:: YOUR TASK ::
Only the lines from the beginning of the data below through the line containing "- uncommitted changes" belong in the response, each copied exactly.

Collected data:
-- Opening Marker --

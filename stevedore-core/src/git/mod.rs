//! Git change detection.
//!
//! [`GitTracker`] answers "which files under this service changed?" by
//! combining two signals, each cached in memory for a few minutes:
//!
//! - uncommitted changes (`git status --porcelain`)
//! - changes in the last `depth - 1` commits (`git diff --name-only`)
//!
//! Git itself sits behind the [`GitRunner`] trait so tests can script it.

mod cache;
mod tracker;

pub use cache::{GitCacheStats, GitResultCache, SignalKind, GIT_CACHE_TTL};
pub use tracker::{GitOutput, GitRunner, GitTracker, SystemGit};

use async_trait::async_trait;
use std::path::{Path, PathBuf};
use thiserror::Error;

/// Smallest commit depth the tracker will look at.
pub const MIN_DEPTH: u32 = 2;

/// Errors from git change detection.
#[derive(Error, Debug)]
pub enum GitError {
    #[error("Failed to run git: {0}")]
    Unavailable(#[source] std::io::Error),

    #[error("Not a git repository: {path:?}")]
    NotARepository { path: PathBuf },

    #[error("Service path is not a directory: {path:?}")]
    InvalidPath { path: PathBuf },

    #[error("git {command} failed (exit code {code:?}): {stderr}")]
    CommandFailed { command: String, code: Option<i32>, stderr: String },
}

/// Source of changed-file sets for a service directory.
#[async_trait]
pub trait ChangeDetector: Send + Sync {
    /// Files changed under `service_path`, relative to the repository root.
    ///
    /// An empty list means "no changes". Errors are reserved for cases where
    /// no answer could be computed at all.
    async fn changed_files(&self, service_path: &Path, depth: u32) -> Result<Vec<String>, GitError>;
}

/// Clamp a requested depth to [`MIN_DEPTH`].
pub fn effective_depth(depth: u32) -> u32 {
    depth.max(MIN_DEPTH)
}
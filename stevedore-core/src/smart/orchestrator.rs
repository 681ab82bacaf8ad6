use super::{
    BuildDecision, OrchestrationResult, RegistryLookup, RegistryState, ServiceState, SmartConfig,
};
use crate::builder::ImageNaming;
use crate::cache::{fingerprint, open_store, CacheEntry, CacheError, CacheStore};
use crate::discovery::ServiceDescriptor;
use crate::git::{ChangeDetector, GitTracker};
use std::path::Path;
use std::sync::Arc;
use tracing::{debug, info, instrument, warn};

/// Per-service build decisions driven by git change detection.
pub struct SmartOrchestrator {
    config: SmartConfig,
    detector: Arc<dyn ChangeDetector>,
    cache: Option<Arc<dyn CacheStore>>,
    registry: Option<(Arc<dyn RegistryLookup>, ImageNaming)>,
}

impl SmartOrchestrator {
    pub fn new(
        config: SmartConfig,
        detector: Arc<dyn ChangeDetector>,
        cache: Option<Arc<dyn CacheStore>>,
    ) -> Self {
        Self { config, detector, cache, registry: None }
    }

    /// Orchestrator backed by the system `git` and, when caching is enabled,
    /// the configured cache backend under `cache_root`.
    pub fn open(config: SmartConfig, cache_root: &Path) -> Result<Self, CacheError> {
        let cache = if config.enabled && config.cache_enabled {
            Some(open_store(config.cache_level, cache_root)?)
        } else {
            None
        };
        Ok(Self::new(config, Arc::new(GitTracker::new()), cache))
    }

    /// Report registry presence of each service's image in its state.
    pub fn with_registry_lookup(
        mut self,
        lookup: Arc<dyn RegistryLookup>,
        naming: ImageNaming,
    ) -> Self {
        self.registry = Some((lookup, naming));
        self
    }

    pub fn config(&self) -> &SmartConfig {
        &self.config
    }

    /// Decide what to do with every service, in order.
    #[instrument(skip_all, fields(services = services.len()))]
    pub async fn orchestrate_builds(&self, services: &[ServiceDescriptor]) -> OrchestrationResult {
        let mut result =
            OrchestrationResult { total_services: services.len(), ..Default::default() };

        if !self.config.enabled {
            debug!("Smart orchestration disabled, force-building every service");
            for service in services {
                result.record(
                    ServiceState::new(&service.name).with_path(&service.path),
                    BuildDecision::ForceBuild,
                );
            }
            return result;
        }

        for service in services {
            let (state, decision) = self.decide(service).await;
            info!(
                service = %service.name,
                decision = %decision,
                changed_files = state.changed_files.len(),
                cache_hit = state.cache_hit,
                "Build decision"
            );
            result.record(state, decision);
        }

        info!("{}", result.stats());
        result
    }

    /// Decide for one service.
    ///
    /// Only the force flag and git feed the decision. The fingerprint, cache
    /// and registry lookups fill in the returned state.
    #[instrument(skip_all, fields(service = %service.name))]
    pub async fn decide(&self, service: &ServiceDescriptor) -> (ServiceState, BuildDecision) {
        let mut state = ServiceState::new(&service.name).with_path(&service.path);
        state.current_hash = self.fingerprint(&service.path).await;
        self.fill_cache_info(&mut state);
        state.registry = self.registry_state(service).await;

        if self.config.force_rebuild {
            return (state, BuildDecision::ForceBuild);
        }
        if !self.config.git_tracking {
            return (state, BuildDecision::ConditionalBuild);
        }

        match self.detector.changed_files(&service.path, self.config.git_track_depth).await {
            Ok(files) if files.is_empty() => (state, BuildDecision::SkipBuild),
            Ok(files) => {
                state.changed_files = files;
                (state, BuildDecision::ConditionalBuild)
            }
            Err(e) => {
                warn!(error = %e, "Git change detection failed, building anyway");
                (state, BuildDecision::ConditionalBuild)
            }
        }
    }

    /// Record the fingerprint of a successful build. No-op without a cache.
    pub fn update_cache(&self, service_name: &str, image_hash: &str) -> Result<(), CacheError> {
        let Some(cache) = &self.cache else {
            return Ok(());
        };
        let entry = CacheEntry::new(service_name, image_hash, self.config.cache_ttl);
        cache.set(&entry)?;
        debug!(service = %service_name, backend = cache.backend(), "Updated build cache");
        Ok(())
    }

    /// Evict expired cache entries.
    pub fn cleanup(&self) -> Result<(), CacheError> {
        match &self.cache {
            Some(cache) => cache.cleanup(),
            None => Ok(()),
        }
    }

    async fn fingerprint(&self, service_path: &Path) -> Option<String> {
        let path = service_path.to_path_buf();
        let outcome = tokio::task::spawn_blocking(move || fingerprint::service_hash(&path)).await;
        match outcome {
            Ok(Ok(hash)) => Some(hash),
            Ok(Err(e)) => {
                debug!(error = %e, "Could not fingerprint service");
                None
            }
            Err(e) => {
                warn!(error = %e, "Fingerprint task failed");
                None
            }
        }
    }

    fn fill_cache_info(&self, state: &mut ServiceState) {
        let Some(entry) = self.cache.as_ref().and_then(|c| c.get(&state.service_name)) else {
            return;
        };
        if !fingerprint::is_valid_hash(&entry.image_hash) {
            debug!(hash = %entry.image_hash, "Ignoring cache entry with a malformed fingerprint");
            return;
        }
        state.cache_hit = state.current_hash.as_deref() == Some(entry.image_hash.as_str());
        state.last_build_time = Some(entry.timestamp);
        state.last_build_hash = Some(entry.image_hash);
    }

    async fn registry_state(&self, service: &ServiceDescriptor) -> Option<RegistryState> {
        let (lookup, naming) = self.registry.as_ref()?;
        let lookup = Arc::clone(lookup);
        let image = naming.reference(&service.image_name, &service.tag);

        let outcome = tokio::task::spawn_blocking(move || lookup.image_exists(&image)).await;
        let state = match outcome {
            Ok(Ok(exists)) => {
                RegistryState { configured: true, reachable: true, image_exists: exists }
            }
            Ok(Err(e)) => {
                debug!(error = %e, "Registry lookup failed");
                RegistryState { configured: true, ..Default::default() }
            }
            Err(e) => {
                warn!(error = %e, "Registry lookup task failed");
                RegistryState { configured: true, ..Default::default() }
            }
        };
        Some(state)
    }
}
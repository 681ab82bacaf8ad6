//! Two-tier cache: process memory in front of a durable store.
//!
//! The memory tier starts empty and is filled by writes and by file-tier
//! hits (write-through on read). Only the file tier survives the process.

use super::{CacheEntry, CacheError, CacheStore, FileCache};
use crate::observability::metrics::record_cache_lookup;
use crate::paths;
use std::collections::HashMap;
use std::path::Path;
use std::sync::{PoisonError, RwLock};
use tracing::{debug, warn};

/// Memory-backed cache layered over another [`CacheStore`].
pub struct DistributedCache<S: CacheStore = FileCache> {
    memory: RwLock<HashMap<String, CacheEntry>>,
    store: S,
}

impl DistributedCache<FileCache> {
    /// Opens the distributed cache with its file tier under `root`.
    pub fn open(root: &Path) -> Result<Self, CacheError> {
        let store =
            FileCache::with_layout(
                paths::backend_dir(root, "distributed"),
                ".json",
                "distributed",
            )?;
        Ok(Self::with_store(store))
    }
}

impl<S: CacheStore> DistributedCache<S> {
    /// Wraps an existing store with an empty memory tier.
    pub fn with_store(store: S) -> Self {
        Self { memory: RwLock::new(HashMap::new()), store }
    }

    /// The durable tier.
    pub fn store(&self) -> &S {
        &self.store
    }

    /// Number of entries currently held in memory.
    pub fn memory_entries(&self) -> usize {
        self.memory.read().unwrap_or_else(PoisonError::into_inner).len()
    }
}

impl<S: CacheStore> CacheStore for DistributedCache<S> {
    fn backend(&self) -> &'static str {
        "distributed"
    }

    fn get(&self, service_name: &str) -> Option<CacheEntry> {
        let cached = self
            .memory
            .read()
            .unwrap_or_else(PoisonError::into_inner)
            .get(service_name)
            .cloned();

        if let Some(entry) = cached {
            if entry.is_expired() {
                debug!(service = service_name, "Memory tier entry expired");
                if let Err(e) = self.clear(service_name) {
                    warn!(service = service_name, error = %e, "Failed to evict expired entry");
                }
                record_cache_lookup("memory", false);
                return None;
            }
            record_cache_lookup("memory", true);
            debug!(service = service_name, "Memory tier hit");
            return Some(entry);
        }

        let entry = self.store.get(service_name)?;
        self.memory
            .write()
            .unwrap_or_else(PoisonError::into_inner)
            .insert(service_name.to_string(), entry.clone());
        debug!(service = service_name, "File tier hit, promoted to memory");
        Some(entry)
    }

    fn set(&self, entry: &CacheEntry) -> Result<(), CacheError> {
        self.store.set(entry)?;
        self.memory
            .write()
            .unwrap_or_else(PoisonError::into_inner)
            .insert(entry.service_name.clone(), entry.clone());
        Ok(())
    }

    fn clear(&self, service_name: &str) -> Result<(), CacheError> {
        self.memory.write().unwrap_or_else(PoisonError::into_inner).remove(service_name);
        self.store.clear(service_name)
    }

    fn cleanup(&self) -> Result<(), CacheError> {
        self.memory
            .write()
            .unwrap_or_else(PoisonError::into_inner)
            .retain(|_, entry| !entry.is_expired());
        self.store.cleanup()
    }
}

#[cfg(test)]
mod tests {
    use super::*;
    use std::sync::atomic::{AtomicUsize, Ordering};
    use std::time::Duration;
    use tempfile::TempDir;

    /// File store wrapper that counts reads reaching the file tier.
    struct CountingStore {
        inner: FileCache,
        gets: AtomicUsize,
    }

    impl CacheStore for CountingStore {
        fn backend(&self) -> &'static str {
            "counting"
        }
        fn get(&self, service_name: &str) -> Option<CacheEntry> {
            self.gets.fetch_add(1, Ordering::SeqCst);
            self.inner.get(service_name)
        }
        fn set(&self, entry: &CacheEntry) -> Result<(), CacheError> {
            self.inner.set(entry)
        }
        fn clear(&self, service_name: &str) -> Result<(), CacheError> {
            self.inner.clear(service_name)
        }
        fn cleanup(&self) -> Result<(), CacheError> {
            self.inner.cleanup()
        }
    }

    fn counting(root: &Path) -> DistributedCache<CountingStore> {
        let inner = FileCache::registry(root).unwrap();
        DistributedCache::with_store(CountingStore { inner, gets: AtomicUsize::new(0) })
    }

    #[test]
    fn test_file_hit_populates_memory() {
        let root = TempDir::new().unwrap();
        let entry = CacheEntry::new("api", "abc", Duration::from_secs(600));
        FileCache::registry(root.path()).unwrap().set(&entry).unwrap();

        // Fresh process: memory tier is empty.
        let cache = counting(root.path());
        assert_eq!(cache.memory_entries(), 0);

        assert_eq!(cache.get("api"), Some(entry.clone()));
        assert_eq!(cache.store().gets.load(Ordering::SeqCst), 1);

        assert_eq!(cache.get("api"), Some(entry));
        assert_eq!(
            cache.store().gets.load(Ordering::SeqCst),
            1,
            "second read must not touch files"
        );
        assert_eq!(cache.memory_entries(), 1);
    }

    #[test]
    fn test_miss_falls_through() {
        let root = TempDir::new().unwrap();
        let cache = counting(root.path());

        assert!(cache.get("ghost").is_none());
        assert!(cache.get("ghost").is_none());
        assert_eq!(cache.store().gets.load(Ordering::SeqCst), 2);
        assert_eq!(cache.memory_entries(), 0);
    }

    #[test]
    fn test_set_writes_both_tiers() {
        let root = TempDir::new().unwrap();
        let cache = DistributedCache::open(root.path()).unwrap();
        let entry = CacheEntry::new("api", "abc", Duration::from_secs(600));

        cache.set(&entry).unwrap();

        assert_eq!(cache.memory_entries(), 1);
        assert_eq!(cache.store().get("api"), Some(entry));
    }

    #[test]
    fn test_expired_memory_entry_clears_both_tiers() {
        let root = TempDir::new().unwrap();
        let cache = DistributedCache::open(root.path()).unwrap();
        let mut entry = CacheEntry::new("api", "abc", Duration::from_secs(60));
        entry.timestamp -= chrono::Duration::seconds(120);

        // Bypass the expiry check on the file side by seeding memory directly.
        cache.memory.write().unwrap().insert("api".to_string(), entry.clone());
        cache.store().set(&entry).unwrap();

        assert!(cache.get("api").is_none());
        assert_eq!(cache.memory_entries(), 0);
        assert!(!cache.store().cache_dir().join("api.json").exists());
    }

    #[test]
    fn test_cleanup_drops_expired_memory_entries() {
        let root = TempDir::new().unwrap();
        let cache = DistributedCache::open(root.path()).unwrap();
        let mut stale = CacheEntry::new("old", "abc", Duration::from_secs(60));
        stale.timestamp -= chrono::Duration::seconds(120);
        cache.memory.write().unwrap().insert("old".to_string(), stale);
        cache.set(&CacheEntry::new("fresh", "def", Duration::from_secs(60))).unwrap();

        cache.cleanup().unwrap();

        assert_eq!(cache.memory_entries(), 1);
        assert!(cache.get("fresh").is_some());
    }
}
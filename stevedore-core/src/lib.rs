//! stevedore core library
//!
//! Parallel, change-aware container image builds for repositories holding
//! many services.

pub mod builder;
pub mod cache;
pub mod config;
pub mod discovery;
pub mod error;
pub mod git;
pub mod observability;
pub mod paths;
pub mod pipeline;
pub mod smart;

// Re-export commonly used items
pub use builder::{BuildResult, BuildStatus, PushStatus, Summary};
pub use cache::{CacheEntry, CacheLevel, CacheStore};
pub use config::BuildConfig;
pub use discovery::{DiscoveryResult, ServiceDescriptor};
pub use error::{Result, StevedoreError};
pub use git::GitTracker;
pub use observability::init as init_observability;
pub use pipeline::{BuildPipeline, PipelineReport};
pub use smart::{BuildDecision, SmartOrchestrator};
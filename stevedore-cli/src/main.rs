use anyhow::Result;
use clap::{ArgAction, Parser, Subcommand};
use std::path::PathBuf;
use stevedore_core::CacheLevel;

mod commands;

#[derive(Parser)]
#[command(name = "stevedore")]
#[command(about = "Parallel, change-aware container image builds", long_about = None, version)]
struct Cli {
    /// Increase log verbosity (-v debug, -vv trace). RUST_LOG wins when set.
    #[arg(short, long, action = ArgAction::Count, global = true)]
    verbose: u8,

    #[command(subcommand)]
    command: Commands,
}

#[derive(Subcommand)]
enum Commands {
    /// Discover services and build their images
    Build(commands::build::BuildArgs),

    /// Write a sample build.yaml
    Init {
        /// Where to write the sample
        #[arg(short, long, default_value = stevedore_core::paths::DEFAULT_CONFIG_FILE)]
        output: PathBuf,

        /// Replace an existing file
        #[arg(short, long)]
        force: bool,
    },

    /// Inspect the build cache
    #[command(subcommand)]
    Cache(CacheCommands),
}

#[derive(Subcommand)]
enum CacheCommands {
    /// Remove expired entries
    Cleanup {
        /// Cache backend
        #[arg(long, default_value = "distributed", value_parser = commands::cache_level_parser())]
        cache_level: CacheLevel,
    },

    /// Remove the entry for one service
    Clear {
        /// Service name
        service: String,

        /// Cache backend
        #[arg(long, default_value = "distributed", value_parser = commands::cache_level_parser())]
        cache_level: CacheLevel,
    },
}

#[tokio::main]
async fn main() -> Result<()> {
    let cli = Cli::parse();

    if let Err(e) = stevedore_core::init_observability(cli.verbose) {
        eprintln!("warning: logging disabled: {}", e);
    }

    match cli.command {
        Commands::Build(args) => {
            let succeeded = commands::build::build(args).await?;
            if !succeeded {
                std::process::exit(1);
            }
        }

        Commands::Init { output, force } => {
            commands::init::init(&output, force)?;
        }

        Commands::Cache(cache_cmd) => match cache_cmd {
            CacheCommands::Cleanup { cache_level } => {
                commands::cache::cleanup(cache_level)?;
            }

            CacheCommands::Clear { service, cache_level } => {
                commands::cache::clear(&service, cache_level)?;
            }
        },
    }

    Ok(())
}
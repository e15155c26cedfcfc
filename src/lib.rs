pub mod config;
pub mod emissions;
pub mod error;
pub mod form;
pub mod ui;

pub use error::{CalcError, Result};
pub use form::CalculatorForm;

-- Closing Marker --

:: RESULT OF THE TASK ::
filename stevedore-core/src/git/mod.rs
//! Git change detection.
//!
//! [`GitTracker`] answers "which files under this service changed?" by
//! combining two signals, each cached in memory for a few minutes:
//!
//! - uncommitted changes (`git status --porcelain`)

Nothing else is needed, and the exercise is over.